F1 – Gp Turchia. Doppietta Red Bull, primo podio Ferrari.

Sebastian Vettel domina il Gp di Turchia, prima gara europea dell’anno.  Il tedesco non perde un colpo, grazie alla superiorità tecnica della Red Bull e all’ottima gestione e interpretazione degli pneumatici Pirelli. Non c’è molto da dire sul piano prettamente sportivo: le gomme Pirelli, il Kers e il Drs sembrano gli unici fattori d’interesse, in uno sport giunto ad un punto anacronistico. Le voci di vendita dei diritti tv, in scadenza nel 2013, da parte di Bernie Ecclestone al binomio Murdoch-Agnelli sembrano voler restituire quella dimensione puramente sportiva, non dopata dai tecnicismi, che i nostalgici della F1 continuano a sognare.

L’unica notizia, e nota lieta per i ferraristi,  è il primo podio della stagione con Fernando Alonso che ha battagliato a lungo con l’altra Red Bull di Mark Webber. Alonso nelle prime fasi di gare riesce a superare Hamilton e Rosberg, tallonando Webber, secondo. Nel tratto centrale di corsa lo spagnolo è stato addirittura il più veloce in pista, riuscendo a superare Webber e lasciando sperare di poter conservare il secondo posto fino al traguardo. Purtroppo però nell’ultimo stint di gara Alonso viene superato e la Red Bull ancora una volta si dimostra l’auto da battere. Felipe Massa è l’ombra di se stesso dal mondiale perso all’ultima gara in Brasile: per il brasiliano, giunto undicesimo al traguardo, questa potrebbe essere l’ultima stagione in rosso.

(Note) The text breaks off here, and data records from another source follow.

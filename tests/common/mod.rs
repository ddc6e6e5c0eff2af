#![allow(dead_code)]

use geoquiz::quiz::catalog::Catalog;
use geoquiz::quiz::engine::QuizEngine;
use geoquiz::quiz::random::ScriptedPicks;
use geoquiz::services::logger::Logger;
use geoquiz::services::persistence::Persistence;
use geoquiz::stores::KeyValueStore;
use once_cell::sync::Lazy;
use std::path::PathBuf;
use std::sync::Arc;
use tokio::sync::Mutex;

pub static ENV_LOCK: Lazy<Mutex<()>> = Lazy::new(|| Mutex::new(()));

pub fn tmp_dir(prefix: &str) -> PathBuf {
    std::env::temp_dir().join(format!("{}-{}", prefix, uuid::Uuid::new_v4()))
}

pub fn sample_catalog_path() -> PathBuf {
    PathBuf::from(env!("CARGO_MANIFEST_DIR"))
        .join("data")
        .join("countries.json")
}

pub fn city_catalog_path() -> PathBuf {
    PathBuf::from(env!("CARGO_MANIFEST_DIR"))
        .join("data")
        .join("cities.json")
}

pub fn sample_catalog() -> Arc<Catalog> {
    Arc::new(Catalog::load(&sample_catalog_path()).expect("sample catalog loads"))
}

pub fn engine(picks: Vec<usize>) -> QuizEngine {
    QuizEngine::new(sample_catalog(), &Logger::silent("test"))
        .expect("engine")
        .with_random_source(Box::new(ScriptedPicks::new(picks)))
}

pub fn engine_with_store(store: Arc<dyn KeyValueStore>, picks: Vec<usize>) -> QuizEngine {
    let logger = Logger::silent("test");
    engine(picks).with_persistence(Persistence::new(store, &logger))
}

Per quanto riguarda gli altri, in crisi la Mclaren, (Hamilton quarto, Button sesto), illude la Mercedes con RosberG partito terzo e finito quinto. La Red Bull è sempre lì, davanti a tutti, con i rivali che annaspano e si alternano di gara in gara.

 

 

Il terzo posto per la Ferrari è  un risultato più importante per il morale che per la classifica. Quest’anno il divario tecnico sembra incolmabile tuttavia si può ancora sperare per una rimonta, visto che la rossa è stata autrice negli anni precedenti di rimonte impensabili. Le incognite legate alle prestazioni sono imputabili principalmente alle gomme Pirelli: senza la possibilità di test privati, si possono valutare i progressi tecnici unicamente nei weekend di gara. L’handicap Ferrari è insito nell’interpretazione delle gomme, ancora non ottimale, e nel grip aerodinamico, aspetto in cui la Rossa soffre particolarmente anche se in netta rimonta di prestazioni. La speranza è che l’esperienza della Ferrari incida in positivo nel proseguimento del campionato, evitando di poter assistere ad un monologo di Vettel e della Red Bull.